Biomechanical Fixation Properties of the Cortical Bone Trajectory in the Osteoporotic Lumbar Spine

OBJECTIVE: Selecting optimal strategies for improving fixation in osteoporotic lumbar spine is an important issue in clinical research. Cortical bone trajectory (CBT) screws have been proven to enhance screw pull-out strength, but biomechanical efficacy of these screws remains understudied. The aim of this study was to evaluate biomechanical efficacy of CBT screws in osteoporotic lumbar spine. METHODS: Thirty-one vertebrae from 14 cadaveric lumbar spines were obtained. All specimens were measured by computed tomography; the diameter of pedicles, excluding those of vertebral bodies with very small pedicle developments, was calculated. After measuring bone mineral density, the CBT screw was randomly inserted into 1 side, and the traditional trajectory (TT) screw was inserted into the contralateral side. Maximum insertional torque was recorded after screw insertion. Of vertebrae, 21 were subjected to pullout testing at a rate of 5 mm/minute, and 10 were subjected to cyclic fatigue testing.
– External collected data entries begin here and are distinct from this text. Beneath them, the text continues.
/*
 * SPDX-License-Identifier: BlueOak-1.0.0
 * Copyright (c) Berkus Decker <berkus+vesper@metta.systems>
 *
 * RZ/A1H Group User's Manual: Hardware, chapter "SPI Multi I/O Bus Controller".
 */

//! SPI multi I/O bus controller, driven in SPI operating mode.
//!
//! Every flash operation is issued as register-programmed phases. A command phase carries the
//! opcode and an optional 3- or 4-byte address, data phases move up to four bytes each through
//! SMWDR0/SMRDR0. Each phase is started through SMCR and then polled to completion on
//! CMNSR.TEND against a deadline taken from the driver's time manager.

use {
    super::common::MMIODerefWrapper,
    crate::{
        devices::{
            clock::ClockProvider,
            spi::{Message, SpiDevice, SpiMaster, SpiMode},
        },
        drivers, info,
        sync::{interface::Mutex, SpinLock},
        time::interface::TimeManager,
        warn,
    },
    core::time::Duration,
    snafu::{ensure, OptionExt, Snafu},
    tock_registers::{
        fields::FieldValue,
        interfaces::{Readable, Writeable},
        register_bitfields, register_structs,
        registers::{ReadOnly, ReadWrite},
    },
};

//--------------------------------------------------------------------------------------------------
// Private Definitions
//--------------------------------------------------------------------------------------------------

register_bitfields! {
    u32,

    /// Common control
    CMNCR [
        /// Operating mode, 1 = SPI mode
        MD OFFSET(31) NUMBITS(1) [],
        /// Data swap disable
        SFDE OFFSET(24) NUMBITS(1) [],
        MOIIO3 OFFSET(22) NUMBITS(2) [
            Low = 0,
            High = 1,
            Previous = 2,
            HiZ = 3
        ],
        MOIIO2 OFFSET(20) NUMBITS(2) [
            Low = 0,
            High = 1,
            Previous = 2,
            HiZ = 3
        ],
        MOIIO1 OFFSET(18) NUMBITS(2) [
            Low = 0,
            High = 1,
            Previous = 2,
            HiZ = 3
        ],
        MOIIO0 OFFSET(16) NUMBITS(2) [
            Low = 0,
            High = 1,
            Previous = 2,
            HiZ = 3
        ],
        IO3FV OFFSET(14) NUMBITS(2) [
            Low = 0,
            High = 1,
            Previous = 2,
            HiZ = 3
        ],
        IO2FV OFFSET(12) NUMBITS(2) [
            Low = 0,
            High = 1,
            Previous = 2,
            HiZ = 3
        ],
        IO0FV OFFSET(8) NUMBITS(2) [
            Low = 0,
            High = 1,
            Previous = 2,
            HiZ = 3
        ],
        CPHAT OFFSET(6) NUMBITS(1) [],
        CPHAR OFFSET(5) NUMBITS(1) [],
        SSLP OFFSET(4) NUMBITS(1) [],
        CPOL OFFSET(3) NUMBITS(1) [],
        BSZ OFFSET(0) NUMBITS(2) [
            Single = 0,
            Dual = 1
        ]
    ],

    /// SSL delay, in SPBCLK cycles minus one
    SSLDR [
        SPNDL OFFSET(16) NUMBITS(3) [],
        SLNDL OFFSET(8) NUMBITS(3) [],
        SCKDL OFFSET(0) NUMBITS(3) []
    ],

    /// Bit rate: SPBCLK = B / (2 * SPBR * 2^BRDV)
    SPBCR [
        SPBR OFFSET(8) NUMBITS(8) [],
        BRDV OFFSET(0) NUMBITS(2) []
    ],

    /// Data read control (external address space read mode)
    DRCR [
        SSLN OFFSET(24) NUMBITS(1) [],
        RBURST OFFSET(16) NUMBITS(4) [],
        /// Read cache flush
        RCF OFFSET(9) NUMBITS(1) [],
        RBE OFFSET(8) NUMBITS(1) [],
        SSLE OFFSET(0) NUMBITS(1) []
    ],

    /// SPI mode control
    SMCR [
        /// Keep SSL asserted after the transfer
        SSLKP OFFSET(8) NUMBITS(1) [],
        SPIRE OFFSET(2) NUMBITS(1) [],
        SPIWE OFFSET(1) NUMBITS(1) [],
        /// Start the transfer
        SPIE OFFSET(0) NUMBITS(1) []
    ],

    /// SPI mode command setting
    SMCMR [
        CMD OFFSET(16) NUMBITS(8) [],
        OCMD OFFSET(0) NUMBITS(8) []
    ],

    /// SPI mode enable setting
    SMENR [
        CDB OFFSET(30) NUMBITS(2) [
            OneBit = 0,
            TwoBit = 1,
            FourBit = 2
        ],
        OCDB OFFSET(28) NUMBITS(2) [],
        ADB OFFSET(24) NUMBITS(2) [
            OneBit = 0,
            TwoBit = 1,
            FourBit = 2
        ],
        OPDB OFFSET(20) NUMBITS(2) [],
        SPIDB OFFSET(16) NUMBITS(2) [],
        /// Dummy cycle enable
        DME OFFSET(15) NUMBITS(1) [],
        /// Command enable
        CDE OFFSET(14) NUMBITS(1) [],
        OCDE OFFSET(12) NUMBITS(1) [],
        /// Address enable
        ADE OFFSET(8) NUMBITS(4) [
            Disabled = 0x0,
            Bits23To0 = 0x7,
            Bits31To0 = 0xf
        ],
        OPDE OFFSET(4) NUMBITS(4) [],
        /// Transfer data enable
        SPIDE OFFSET(0) NUMBITS(4) [
            Disabled = 0x0,
            Bits8 = 0x8,
            Bits16 = 0xc,
            Bits24 = 0xe,
            Bits32 = 0xf
        ]
    ],

    /// Common status
    CMNSR [
        SSLF OFFSET(1) NUMBITS(1) [],
        /// Transfer end
        TEND OFFSET(0) NUMBITS(1) []
    ],

    /// SPI mode dummy cycle setting
    SMDMCR [
        DMDB OFFSET(16) NUMBITS(2) [
            OneBit = 0,
            TwoBit = 1,
            FourBit = 2
        ],
        /// Number of dummy cycles minus one
        DMCYC OFFSET(0) NUMBITS(3) []
    ]
}

register_structs! {
    #[allow(non_snake_case)]
    RegisterBlock {
        (0x00 => CMNCR: ReadWrite<u32, CMNCR::Register>),
        (0x04 => SSLDR: ReadWrite<u32, SSLDR::Register>),
        (0x08 => SPBCR: ReadWrite<u32, SPBCR::Register>),
        (0x0c => DRCR: ReadWrite<u32, DRCR::Register>),
        (0x10 => __reserved_1),
        (0x20 => SMCR: ReadWrite<u32, SMCR::Register>),
        (0x24 => SMCMR: ReadWrite<u32, SMCMR::Register>),
        (0x28 => SMADR: ReadWrite<u32>),
        (0x2c => SMOPR: ReadWrite<u32>),
        (0x30 => SMENR: ReadWrite<u32, SMENR::Register>),
        (0x34 => __reserved_2),
        (0x38 => SMRDR0: ReadOnly<u32>),
        (0x3c => SMRDR1: ReadOnly<u32>),
        (0x40 => SMWDR0: ReadWrite<u32>),
        (0x44 => SMWDR1: ReadWrite<u32>),
        (0x48 => CMNSR: ReadOnly<u32, CMNSR::Register>),
        (0x4c => __reserved_3),
        (0x60 => SMDMCR: ReadWrite<u32, SMDMCR::Register>),
        (0x64 => SMDRENR: ReadWrite<u32>),
        (0x68 => @END),
    }
}

type Registers = MMIODerefWrapper<RegisterBlock>;

/// Data registers are one word wide.
const CHUNK_BYTES: usize = 4;

/// Commands whose data phase is wider than one line.
const WIDE_COMMANDS: [(u8, BusIo); 2] = [
    (
        opcode::QOR,
        BusIo {
            data_width: BusWidth::Quad,
            dummy_cycles: 8,
        },
    ),
    (
        opcode::QPP,
        BusIo {
            data_width: BusWidth::Quad,
            dummy_cycles: 0,
        },
    ),
];

struct SpibscInner {
    registers: Registers,
    time: &'static (dyn TimeManager + Sync),
    info: SpibscInfo,
}

//--------------------------------------------------------------------------------------------------
// Public Definitions
//--------------------------------------------------------------------------------------------------

/// Serial NOR flash opcodes the controller treats specially, and a few common ones.
pub mod opcode {
    /// Read identification
    pub const READ_ID: u8 = 0x9f;
    /// Page program, 3-byte address
    pub const PP: u8 = 0x02;
    /// Quad page program, 3-byte address
    pub const QPP: u8 = 0x32;
    pub const READ: u8 = 0x03;
    pub const FAST_READ: u8 = 0x0b;
    /// Dual output read
    pub const DOR: u8 = 0x3b;
    /// Quad output read
    pub const QOR: u8 = 0x6b;
    /// Write enable
    pub const WREN: u8 = 0x06;
    /// Read status register
    pub const RDSR: u8 = 0x05;
    /// Sector erase
    pub const SE: u8 = 0xd8;
}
Each construct was loaded until exceeding 5 mm. RESULTS: Average bone mineral density was 0.567 + 0.101 g/cm(2). CBT screws had higher maximum insertional torque (degrees of freedom = 30, t = 5.78, P< 0.001, 0.333 Nm vs. 0.188 N-m) and higher axial pullout strength (degrees of freedom = 20, t = 7.41, P < 0.001, 394 N vs. 241 N) than TT screws. Increased bone mineral density was not significantly associated with higher pullout load. Compared with TT screws, CBT screws showed better resistance to fatigue testing and required more cycles to exceed 5 mm (degrees of freedom = 9, t = 5.62, P< 0.001, 6161 cycles vs. 3639 cycles). Failure load for displacing screws was also significantly greater for CBT screws than for TT screws (degrees of freedom = 9, t = 5.75, P< 0.001, 4 1 13 N vs. 317 N). CONCLUSIONS: CBT screws had better biomechanical fixation in osteoporotic lumbar spine compared with standard pedicle screws.